C'est davantage à ce niveau qu'il faut analyser les films d'Eastwood : restent-ils bridés par de grosses ficelles ou parviennent-ils à décoller, à donner de l'épaisseur aux personnages et à faire naître de l’ambiguïté (comme dans le beau Mystic river) ?

 

American sniper pourrait faire craindre le pire dans la catégorie machine de guerre et de propagande en faveur de la croisade yankee au Moyen Orient. Or le film séduit assez vite par la sécheresse de sa mise en scène et le brio des scènes d'action. Chris Kyle, le sniper américain, est sur un toit en Irak, tenant en joue une femme et un enfant. Scène effroyable où un homme embusqué s'apprête à tuer des êtres a-priori innocents mais qui ont sur eux des armes dangereuses. Au moment d'appuyer sur la gâchette, un beau raccord sonore nous propulse dans l'enfance de Chris, au moment où son père l'accompagne pour la première fois à la chasse. D'emblée, le film interroge le rapport de son personnage à la mort et creuse une certaine ambiguïté : l'acte répugnant de tuer une femme ou un enfant peut-il être justifié par une situation de guerre précise ? En mettant en parallèle le premier tir en tant que sniper avec son premier gibier abattu à la chasse, Eastwood interroge aussi l'acte même de tirer : est-ce qu'à la nécessité de la situation (en Irak) ne se mêle pas un certain « plaisir » ?

 

Il ne s'agira donc pas pour Eastwood de réaliser un film pro ou anti-intervention américaine en Irak (American sniper peut vraiment être interprété dans les deux sens et il faudrait être d'une parfaite mauvaise foi pour balayer d'un revers de main l'une des deux interprétations) mais de réaliser le portrait d'un homme devenu sans le vouloir une légende (alors qu'à l'origine, il n'est qu'un simple « redneck » texan) et qui se retrouve totalement laminé par cette guerre absurde.

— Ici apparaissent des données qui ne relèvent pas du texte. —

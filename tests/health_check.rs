//! Integration tests for the health check system

use neural_runner::config::AppConfig;
use neural_runner::health::{self, CheckStatus, HealthCheckRunner, SystemCheck, checks::*};

#[test]
fn test_all_health_checks() {
    let report = health::run_all_checks();

    if !report.is_healthy() {
        eprintln!("\n{}", health::format_report(&report));
    }

    assert!(
        report.is_healthy(),
        "Health checks failed: {} failures, {} warnings",
        report.failed(),
        report.warned()
    );
    assert_eq!(report.total(), 5);
}

#[test]
fn test_config_check() {
    let result = ConfigCheck::new().check();
    assert!(result.status.is_ok(), "Config check failed: {}", result.message);
}

#[test]
fn test_runner_check() {
    let result = RunnerCheck::new().check();
    assert_eq!(result.status, CheckStatus::Pass, "{}", result.message);
}

#[test]
fn test_input_check() {
    let result = InputCheck::default().check();
    assert_eq!(result.status, CheckStatus::Pass, "{}", result.message);
}

#[test]
fn test_build_info_check() {
    let result = BuildInfoCheck::new().check();
    assert!(result.status.is_ok(), "Build info check failed: {}", result.message);
}

#[test]
fn test_checks_follow_loaded_config() {
    let mut config = AppConfig::default();
    config.assistant.api_key = Some("test-key".to_string());

    let report = health::run_checks_for(&config);
    assert_eq!(
        report.get("Assistant").map(|result| result.status),
        Some(CheckStatus::Pass)
    );
}

#[test]
fn test_runner_collects_all_checks() {
    let report = HealthCheckRunner::new()
        .add_check(ConfigCheck::new())
        .add_check(RunnerCheck::new())
        .run();

    assert_eq!(report.total(), 2);
    assert_eq!(report.passed() + report.warned() + report.failed(), report.total());
    assert!(report.results.iter().all(|outcome| outcome.result.details.is_some()));
}
//! Frame loop for the terminal and headless front ends

use std::sync::Arc;
use std::time::Instant;

use crossterm::event::{Event, EventStream, KeyCode, KeyEvent, KeyEventKind, KeyModifiers};
use futures::StreamExt;
use tokio::runtime::Handle;
use tokio::sync::mpsc::UnboundedSender;
use tokio::time::{Interval, MissedTickBehavior};
use tracing::{info, warn};

use super::terminal::TerminalRenderer;
use crate::assistant::{GeminiClient, TextGenerator, UnavailableGenerator};
use crate::config::{AppConfig, AssistantConfig};
use crate::error::Result;
use crate::input::{
    ChannelHandTracker, ChannelRecognizer, HandIndicator, HandLandmarks, LineRecognizer,
    RecognizerEvent, SourceKind, SpeechRecognizer, report_unavailable, spawn_gesture_source,
    spawn_speech_source,
};
use crate::session::{Session, SessionSnapshot};

/// Picks the text generator for the configured service
///
/// Without an API key the assistant still answers, using its fallback lines.
pub fn build_generator(config: &AssistantConfig) -> Arc<dyn TextGenerator> {
    let Some(api_key) = config.resolve_api_key() else {
        warn!(
            env = %config.api_key_env,
            "No API key configured, assistant replies will use fallbacks"
        );
        return Arc::new(UnavailableGenerator::new(format!(
            "{} is not set",
            config.api_key_env
        )));
    };

    match GeminiClient::new(config, api_key) {
        Ok(client) => {
            info!(model = %config.model, "Text generation enabled");
            Arc::new(client)
        }
        Err(e) => {
            warn!(error = %e, "Failed to build text generation client");
            Arc::new(UnavailableGenerator::new(e.to_string()))
        }
    }
}

/// How a headless run ended
#[derive(Debug, Clone, Copy, PartialEq, Eq)]
pub struct RunSummary {
    pub frames: u64,
    /// Conversation messages logged, user and assistant
    pub messages: u64,
    pub score: u64,
    pub best_score: u64,
}

/// Main game application
pub struct App {
    config: AppConfig,
    seed: u64,
    generator: Arc<dyn TextGenerator>,
}

impl App {
    /// Creates a new game application with the provided configuration
    pub fn new(config: AppConfig, seed: Option<u64>) -> Self {
        let seed = seed.unwrap_or_else(rand::random);
        info!(profile = %config.profile, seed, "Starting game");
        info!(fps = config.frame.fps, "Frame configuration");

        let generator = build_generator(&config.assistant);
        Self {
            config,
            seed,
            generator,
        }
    }

    /// Replaces the text generator
    pub fn with_generator(mut self, generator: Arc<dyn TextGenerator>) -> Self {
        self.generator = generator;
        self
    }

    pub fn config(&self) -> &AppConfig {
        &self.config
    }

    fn frame_interval(&self) -> Interval {
        let mut interval = tokio::time::interval(self.config.frame.frame_duration());
        interval.set_missed_tick_behavior(MissedTickBehavior::Skip);
        interval
    }

    /// Runs without a terminal UI: stdin lines are voice commands
    ///
    /// Stops after `max_frames`, or when stdin closes and no reply is pending.
    pub async fn run_headless(&self, max_frames: Option<u64>) -> Result<RunSummary> {
        self.run_headless_with(Box::new(LineRecognizer::stdin()), max_frames)
            .await
    }

    /// Headless loop driven by any recognizer
    pub async fn run_headless_with(
        &self,
        recognizer: Box<dyn SpeechRecognizer>,
        max_frames: Option<u64>,
    ) -> Result<RunSummary> {
        let mut session = Session::new(&self.config, Arc::clone(&self.generator), self.seed)?;
        let events = session.source_sender();

        report_unavailable(&events, SourceKind::Gesture, "no camera in headless mode");
        let speech = spawn_speech_source(
            recognizer,
            self.config.input.speech_restart_delay(),
            events,
            &Handle::current(),
        );

        let mut interval = self.frame_interval();
        let report_every = u64::from(self.config.frame.fps.max(1));
        let mut frames = 0;
        let mut printed = 0;

        loop {
            interval.tick().await;
            // Sampled before the frame so its collect sees everything the source sent
            let input_closed = speech.is_finished();
            let snapshot = session.frame(Instant::now());
            frames += 1;
            printed = print_new_messages(&snapshot, printed);

            if frames % report_every == 0 {
                info!(
                    frame = frames,
                    score = snapshot.runner.display_score,
                    best = snapshot.runner.best_score,
                    running = snapshot.runner.running,
                    obstacles = snapshot.runner.obstacles.len(),
                    "Status"
                );
            }

            if max_frames.is_some_and(|max| frames >= max) {
                break;
            }
            if input_closed && snapshot.pending_replies == 0 {
                info!("Input closed");
                break;
            }
        }

        session.flush_replies(Instant::now()).await;
        let snapshot = session.snapshot(Instant::now());
        print_new_messages(&snapshot, printed);
        speech.shutdown().await;

        let runner = session.world().runner();
        let summary = RunSummary {
            frames,
            messages: snapshot.message_count,
            score: runner.display_score(),
            best_score: runner.best_score(),
        };
        info!(?summary, "Headless run finished");
        Ok(summary)
    }

    /// Runs the interactive terminal front end until Esc
    ///
    /// The keyboard stands in for the camera and microphone.
    pub async fn run_terminal(&self) -> Result<()> {
        let mut session = Session::new(&self.config, Arc::clone(&self.generator), self.seed)?;
        let events = session.source_sender();
        let runtime = Handle::current();

        let (tracker, hand_frames) = ChannelHandTracker::new();
        let mut hand = KeyboardHand::new(hand_frames);
        let gesture = spawn_gesture_source(Box::new(tracker), events.clone(), &runtime);

        let (recognizer, speech_feed) = ChannelRecognizer::new();
        let speech = spawn_speech_source(
            Box::new(recognizer),
            self.config.input.speech_restart_delay(),
            events,
            &runtime,
        );

        let mut renderer = TerminalRenderer::enter()?;
        let mut keys = EventStream::new();
        let mut interval = self.frame_interval();
        let mut input_line = String::new();

        let result = loop {
            tokio::select! {
                _ = interval.tick() => {
                    let snapshot = session.frame(Instant::now());
                    hand.after_frame(&snapshot);
                    if let Err(e) = renderer.draw(&snapshot, &input_line) {
                        break Err(e);
                    }
                }
                key = keys.next() => match key {
                    Some(Ok(Event::Key(key))) if key.kind == KeyEventKind::Press => {
                        let controls = KeyControls {
                            session: &mut session,
                            hand: &mut hand,
                            speech_feed: &speech_feed,
                            input_line: &mut input_line,
                        };
                        if controls.handle(key) == KeyOutcome::Quit {
                            break Ok(());
                        }
                    }
                    Some(Ok(_)) => {}
                    Some(Err(e)) => break Err(e),
                    None => break Ok(()),
                },
            }
        };

        drop(renderer);
        gesture.shutdown().await;
        speech.shutdown().await;
        info!("Terminal session closed");

        result?;
        Ok(())
    }
}

#[derive(Debug, PartialEq, Eq)]
enum KeyOutcome {
    Continue,
    Quit,
}

/// Open palm raised by a key press and lowered once a frame has seen it
struct KeyboardHand {
    frames: UnboundedSender<Option<HandLandmarks>>,
    raised: bool,
}

impl KeyboardHand {
    fn new(frames: UnboundedSender<Option<HandLandmarks>>) -> Self {
        Self {
            frames,
            raised: false,
        }
    }

    fn raise(&mut self) {
        if !self.raised && self.frames.send(Some(HandLandmarks::open_palm())).is_ok() {
            self.raised = true;
        }
    }

    /// Lowers the palm after the first frame that showed it detected
    fn after_frame(&mut self, snapshot: &SessionSnapshot) {
        if self.raised && snapshot.hand == HandIndicator::Detected {
            let _ = self.frames.send(None);
            self.raised = false;
        }
    }
}

/// Keyboard stand-ins for the gesture and speech engines
struct KeyControls<'a> {
    session: &'a mut Session,
    hand: &'a mut KeyboardHand,
    speech_feed: &'a UnboundedSender<RecognizerEvent>,
    input_line: &'a mut String,
}

impl KeyControls<'_> {
    fn handle(self, key: KeyEvent) -> KeyOutcome {
        match key.code {
            KeyCode::Esc => return KeyOutcome::Quit,
            KeyCode::Char('c') if key.modifiers.contains(KeyModifiers::CONTROL) => {
                return KeyOutcome::Quit;
            }
            KeyCode::Up | KeyCode::Tab => self.hand.raise(),
            KeyCode::F(2) => self.session.toggle_pause(),
            KeyCode::F(5) => self.session.request_reset(),
            KeyCode::Enter => {
                let text = std::mem::take(self.input_line);
                if !text.trim().is_empty() {
                    let _ = self.speech_feed.send(RecognizerEvent::Transcript(text));
                }
            }
            KeyCode::Backspace => {
                self.input_line.pop();
            }
            KeyCode::Char(c) => self.input_line.push(c),
            _ => {}
        }
        KeyOutcome::Continue
    }
}

/// Prints messages appended since `printed`; returns the new count
fn print_new_messages(snapshot: &SessionSnapshot, printed: u64) -> u64 {
    let new = (snapshot.message_count - printed).min(snapshot.history.len() as u64) as usize;
    let start = snapshot.history.len() - new;
    for message in &snapshot.history[start..] {
        println!(
            "[{}] {}: {}",
            message.time_label(),
            message.role.label(),
            message.text
        );
    }
    snapshot.message_count
}
//! Assistant health check

use crate::assistant::{AccentColor, Intent, classify};
use crate::config::AssistantConfig;
use crate::health::check::{CheckLog, CheckResult, SystemCheck};

/// Validates assistant settings; warns when no API key is available
pub struct AssistantCheck {
    config: AssistantConfig,
}

impl AssistantCheck {
    pub fn new(config: AssistantConfig) -> Self {
        Self { config }
    }
}

impl Default for AssistantCheck {
    fn default() -> Self {
        Self::new(AssistantConfig::default())
    }
}

impl SystemCheck for AssistantCheck {
    fn name(&self) -> &'static str {
        "Assistant"
    }

    fn description(&self) -> Option<&'static str> {
        Some("Text generation settings, colors and command routing")
    }

    fn check(&self) -> CheckResult {
        let mut log = CheckLog::new();

        match reqwest::Url::parse(&self.config.endpoint) {
            Ok(url) => log.ok(format!("Endpoint {url} (model {})", self.config.model)),
            Err(e) => log.fail(format!("Endpoint '{}' is invalid: {e}", self.config.endpoint)),
        }

        match AccentColor::parse(&self.config.default_color) {
            Some(color) => log.ok(format!("Default accent {color}")),
            None => log.fail(format!(
                "Default accent '{}' is not a hex color",
                self.config.default_color
            )),
        }

        let broken: Vec<_> = AccentColor::PRESETS
            .iter()
            .filter(|(_, hex)| AccentColor::parse(hex).is_none())
            .map(|(name, _)| *name)
            .collect();
        log.record(
            broken.is_empty(),
            format!("{} color presets valid {broken:?}", AccentColor::PRESETS.len()),
        );

        log.record(
            classify("change the color scheme") == Intent::ChangeColor
                && classify("restart") == Intent::ResetGame
                && classify("hello") == Intent::General,
            "Commands classified by keyword",
        );

        if self.config.resolve_api_key().is_some() {
            log.ok("API key configured");
        } else {
            log.warn(format!(
                "No API key ({} is not set), replies use fallbacks",
                self.config.api_key_env
            ));
        }

        log.finish(format!("Ready ({})", self.config.model))
    }
}

#[cfg(test)]
mod tests {
    use super::*;
    use crate::health::CheckStatus;

    #[test]
    fn test_missing_key_warns() {
        let check = AssistantCheck::new(AssistantConfig {
            api_key: None,
            api_key_env: "JARVIS_HEALTH_KEY_THAT_IS_NOT_SET".to_string(),
            ..Default::default()
        });
        assert_eq!(check.check().status, CheckStatus::Warn);
    }

    #[test]
    fn test_configured_key_passes() {
        let check = AssistantCheck::new(AssistantConfig {
            api_key: Some("secret".to_string()),
            ..Default::default()
        });
        assert_eq!(check.check().status, CheckStatus::Pass);
    }

    #[test]
    fn test_bad_color_fails() {
        let check = AssistantCheck::new(AssistantConfig {
            api_key: Some("secret".to_string()),
            default_color: "cyan".to_string(),
            ..Default::default()
        });
        assert!(check.check().status.is_fail());
    }
}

Le film est construit de manière un peu mécanique sur des allers et retours entre le champ de bataille en Irak et la vie familiale de Chris aux États-Unis. Si je trouve la plupart des scènes domestiques un peu ternes (en dépit d'un humour bienvenu), il y a un très beau moment où la femme du sniper s'apprête à sortir dans une petite robe légère et trouve son mari devant l'écran éteint de la télévision. Eastwood montre bien par ce contraste de l'image et du son (on perçoit les bruits du champ de bataille que continue d'entendre Chris) que la jeune femme est du côté de la vie tandis que cet homme ravagé est en permanence du côté de la mort, marqué à jamais par les gestes qu'il effectue et qui lui valent pourtant la gloire et la reconnaissance.

 

Comme dans Mémoire de nos pères, American sniper ne propose pas de contrechamp sur « l'ennemi » mais ce point de vue unique ne signifie pas pour autant que le cinéaste cautionne ce qu'il montre (ça serait confondre les propos du personnage et de l'auteur) et tout l'intérêt du film réside justement dans ce décalage qui ne cesse de s'accentuer entre ce que Kyle dit et croit et la réalité de la guerre qu'il se prend en pleine figure et qui le lamine de l'intérieur.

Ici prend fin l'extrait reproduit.